The series shows how the game has now become a passport to upward mobility for thousands of players in villages and small towns. Players have bought homes, cars and appliances with earnings from kabaddi. And with foreign players participating in the league, "the melting pot of languages and cultures are so great to see". A Korean player in the Jaipur team often becomes the subject of curiosity.
Kabaddi has come a long way in India since it played a role in India's independence struggle. Mahatma Gandhi supported the game and wrote articles on its benefits.
In his book Kabaddi By Nature, Vivek Chaudhary, a sports journalist, tells the story of a group of Indian kabaddi players-cum-freedom fighters from a club in Maharashtra who travelled to the 1936 Berlin Olympics to demonstrate the sport at an exhibition game and ended up meeting Adolf Hitler.
"The invitation came about because of a friendship that was formed by one of the kabaddi players who was sent to Berlin in the early 1920s to study sports as part of attempts to make Indian youth fitter and stronger so they could drive out the British.
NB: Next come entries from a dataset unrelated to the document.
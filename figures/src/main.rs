//! Geo-prior class-improvement figures – compares per-class accuracy with
//! and without the geo-prior, plots the sorted change and maps the
//! geo-prior's predictions for the classes it hurt and helped most.
//!
//! Expects the prediction cache written by an evaluation run with
//! `save_op` enabled on the iNat2017 validation split (it has a larger
//! validation set than iNat2018, which makes the sorted curve smoother).

mod confusion;
mod grid;
mod heatmap;
mod manifest;
mod model;
mod ranking;
mod report;
mod summary_plot;

#[cfg(test)]
mod testutil;

use std::path::PathBuf;

use anyhow::{bail, Context, Result};
use tracing::{info, warn};

use geoprior_common::categories::{self, CategoryTable};
use geoprior_common::config::{self, Config};
use geoprior_common::npz;
use geoprior_common::predictions::PredictionCache;

use confusion::ConfusionMatrix;
use grid::GridPredictor;
use model::GeoModel;
use ranking::Ranking;
use report::{ClassSummary, ImprovementReport};

/// Off-diagonal confusions listed per class of interest.
const TOP_CONFUSIONS: usize = 3;

fn main() -> Result<()> {
    tracing_subscriber::fmt()
        .with_env_filter(
            tracing_subscriber::EnvFilter::try_from_default_env()
                .unwrap_or_else(|_| "info".into()),
        )
        .init();

    // ── load config ──────────────────────────────────────────────────
    let config_path = std::env::args()
        .nth(1)
        .unwrap_or_else(|| Config::default_path().to_string());
    let config = config::load(&PathBuf::from(&config_path)).context("Config load failed")?;

    run(&config)
}

fn run(config: &Config) -> Result<()> {
    // ── predictions ──────────────────────────────────────────────────
    let cache = PredictionCache::load(&config.predictions_path)?;
    cache
        .ensure_split(&config.expected_dataset, &config.expected_split)
        .context("Prediction cache is for the wrong dataset")?;

    std::fs::create_dir_all(&config.output_dir)
        .with_context(|| format!("Cannot create {}", config.output_dir.display()))?;

    // ── confusion matrices + ranking ─────────────────────────────────
    let num_classes = cache.num_classes();
    let cm_no_prior = ConfusionMatrix::build(&cache.val_classes, &cache.pred_no_prior, num_classes)?;
    let cm_geo_net = ConfusionMatrix::build(&cache.val_classes, &cache.pred_geo_net, num_classes)?;
    let ranking = Ranking::new(&cm_geo_net, &cm_no_prior)?;
    info!("Ranked {} classes by accuracy change", ranking.len());
    let sorted_pct = ranking.sorted_delta_pct();

    info!("Saving images to: {}", config.output_dir.display());
    let chart_path = config
        .output_dir
        .join(format!("{}_{}.svg", cache.dataset, cache.split));
    summary_plot::render(&chart_path, &cache.label(), &sorted_pct)?;

    // ── classes of interest ──────────────────────────────────────────
    let names = categories::load(&config.categories_path())?;
    let worst = ranking.worst()?;
    let best = ranking.best()?;
    info!("Worst improvement: {worst} {}", names.name(worst)?);
    info!("Best improvement: {best} {}", names.name(best)?);
    for class in [worst, best] {
        for (other, rate) in cm_geo_net.top_confusions(class, TOP_CONFUSIONS) {
            info!("  {class} confused with {other} ({rate:.3})");
        }
    }

    // ── model + dense predictions ────────────────────────────────────
    let resolved = manifest::load_manifest(&config.model_path)?;
    let model = model::load_model(&resolved)?;
    let params = model.params();
    if params.num_feats != grid::num_input_feats(params.use_date_feats) {
        bail!(
            "Model expects {} input features but the grid encodes {}",
            params.num_feats,
            grid::num_input_feats(params.use_date_feats)
        );
    }
    if !params.use_date_feats {
        warn!("Trained model not using date features");
    }

    let mask = npz::read_npy_2d(&config.mask_path)
        .with_context(|| format!("Cannot load mask {}", config.mask_path.display()))?;
    let gp = GridPredictor::new(&mask, params.use_date_feats);
    if gp.land_cells() == 0 {
        warn!("Mask {} has no land cells", config.mask_path.display());
    }

    let worst_summary = map_class(config, &gp, &model, &names, &ranking, &cm_geo_net, worst)?;
    let best_summary = map_class(config, &gp, &model, &names, &ranking, &cm_geo_net, best)?;

    // ── report ───────────────────────────────────────────────────────
    let report = ImprovementReport {
        dataset: cache.dataset.clone(),
        split: cache.split.clone(),
        num_predictions: cache.val_classes.len(),
        num_classes,
        top1_no_prior: confusion::top1_accuracy(&cache.val_classes, &cache.pred_no_prior),
        top1_geo_net: confusion::top1_accuracy(&cache.val_classes, &cache.pred_geo_net),
        time_of_year: config.time_of_year,
        worst: worst_summary,
        best: best_summary,
        largest_pair_change: report::largest_change(&confusion::upper_triangle_diff(
            &cm_geo_net,
            &cm_no_prior,
        )),
        sorted_delta_pct: sorted_pct,
    };
    report.write(&config.output_dir.join("summary.json"))?;

    info!("Done");
    Ok(())
}

/// Predict `class` over the grid and save its heatmap and titled figure.
fn map_class(
    config: &Config,
    gp: &GridPredictor,
    model: &GeoModel,
    names: &CategoryTable,
    ranking: &Ranking,
    cm_geo_net: &ConfusionMatrix,
    class: usize,
) -> Result<ClassSummary> {
    let name = names.name(class)?;
    let grid = gp.dense_prediction(model, class, config.time_of_year)?;

    let heatmap_name = format!("{class:04}.png");
    heatmap::save(&grid.values, &config.output_dir.join(&heatmap_name))?;
    heatmap::save_figure(
        &grid.values,
        &format!("{name} {class}"),
        &config.output_dir.join(format!("{class:04}_figure.png")),
    )?;
    let (h, w) = grid.dim();
    info!(
        "Mapped class {class} ({name}) over {} land cells of a {h}x{w} grid",
        grid.valid_count()
    );

    Ok(ClassSummary {
        id: class,
        name: name.to_string(),
        delta_pct: ranking.delta[class] * 100.0,
        top_confusions: cm_geo_net.top_confusions(class, TOP_CONFUSIONS),
        heatmap: heatmap_name,
    })
}

#[cfg(test)]
mod tests {
    use super::*;
    use crate::testutil::{
        npy_bytes, temp_dir, unicode_scalar_npy, write_npz, write_tiny_weights,
    };
    use geoprior_common::error::FigsError;
    use ndarray::{array, Array2};
    use std::path::Path;

    const MANIFEST: &str = r#"
[model]
name = "tiny"
num_feats = 4
num_classes = 3
num_filts = 2
"#;

    const CATEGORIES: &str = r#"[
        {"id": 0, "name": "Quercus agrifolia"},
        {"id": 1, "name": "Sciurus griseus"},
        {"id": 2, "name": "Buteo jamaicensis"}
    ]"#;

    /// Cache, categories, checkpoint and mask under `root`; output goes to
    /// `root/out`, which is removed first.
    fn fixture(root: &Path, dataset: &str) -> Config {
        // per-class accuracy: no prior [0.5, 0.5, 1.0], geo-prior [1.0, 1.0, 0.5]
        let predictions = root.join("model_preds.npz");
        write_npz(
            &predictions,
            &[
                ("val_classes", npy_bytes(&array![0i64, 0, 1, 1, 2, 2])),
                ("pred_no_prior", npy_bytes(&array![0i64, 1, 1, 0, 2, 2])),
                ("pred_geo_net", npy_bytes(&array![0i64, 0, 1, 1, 2, 0])),
                ("dataset", unicode_scalar_npy(dataset)),
                ("split", unicode_scalar_npy("val")),
            ],
        );
        std::fs::write(root.join("categories2017.json"), CATEGORIES).unwrap();

        let model_dir = root.join("model");
        std::fs::create_dir_all(&model_dir).unwrap();
        std::fs::write(model_dir.join("manifest.toml"), MANIFEST).unwrap();
        write_tiny_weights(&model_dir);

        let mut mask = Array2::<f32>::zeros((6, 8));
        mask.slice_mut(ndarray::s![1..5, 2..7]).fill(1.0);
        let mask_path = root.join("ocean_mask.npy");
        std::fs::write(&mask_path, npy_bytes(&mask)).unwrap();

        let output_dir = root.join("out");
        let _ = std::fs::remove_dir_all(&output_dir);

        Config {
            model_path: model_dir,
            data_dir: root.to_path_buf(),
            categories_file: "categories2017.json".into(),
            mask_path,
            predictions_path: predictions,
            output_dir,
            ..Config::default()
        }
    }

    #[test]
    fn test_run_writes_all_outputs() {
        let config = fixture(&temp_dir("run_outputs"), "inat_2017");
        run(&config).unwrap();

        // three classes: the second-worst and second-best are both class 0
        let out = &config.output_dir;
        for name in ["inat_2017_val.svg", "0000.png", "0000_figure.png", "summary.json"] {
            assert!(out.join(name).exists(), "missing {name}");
        }

        let summary: serde_json::Value =
            serde_json::from_str(&std::fs::read_to_string(out.join("summary.json")).unwrap())
                .unwrap();
        assert_eq!(summary["num_classes"], 3);
        assert_eq!(summary["worst"]["name"], "Quercus agrifolia");
        assert_eq!(summary["sorted_delta_pct"].as_array().unwrap().len(), 3);

        let heatmap = image::open(out.join("0000.png")).unwrap();
        assert_eq!((heatmap.width(), heatmap.height()), (8, 6));
    }

    #[test]
    fn test_wrong_dataset_writes_nothing() {
        let config = fixture(&temp_dir("run_guard"), "inat_2018");
        let err = run(&config).unwrap_err();
        assert!(
            matches!(
                err.downcast_ref::<FigsError>(),
                Some(FigsError::DatasetMismatch { .. })
            ),
            "got: {err:#}"
        );
        assert!(!config.output_dir.exists());
    }
}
He ended up becoming close friends with Dr Carl Diem, organiser of the Nazi Olympics," Mr Chaudhary writes.
The professional league has now made kabaddi a commercially viable and intensely competitive game with the highs and lows that come with it. "I ask myself why do I put myself through this. The agony, the ecstasy, the highs and the lows, and the heartbreak," Bachchan says in the film.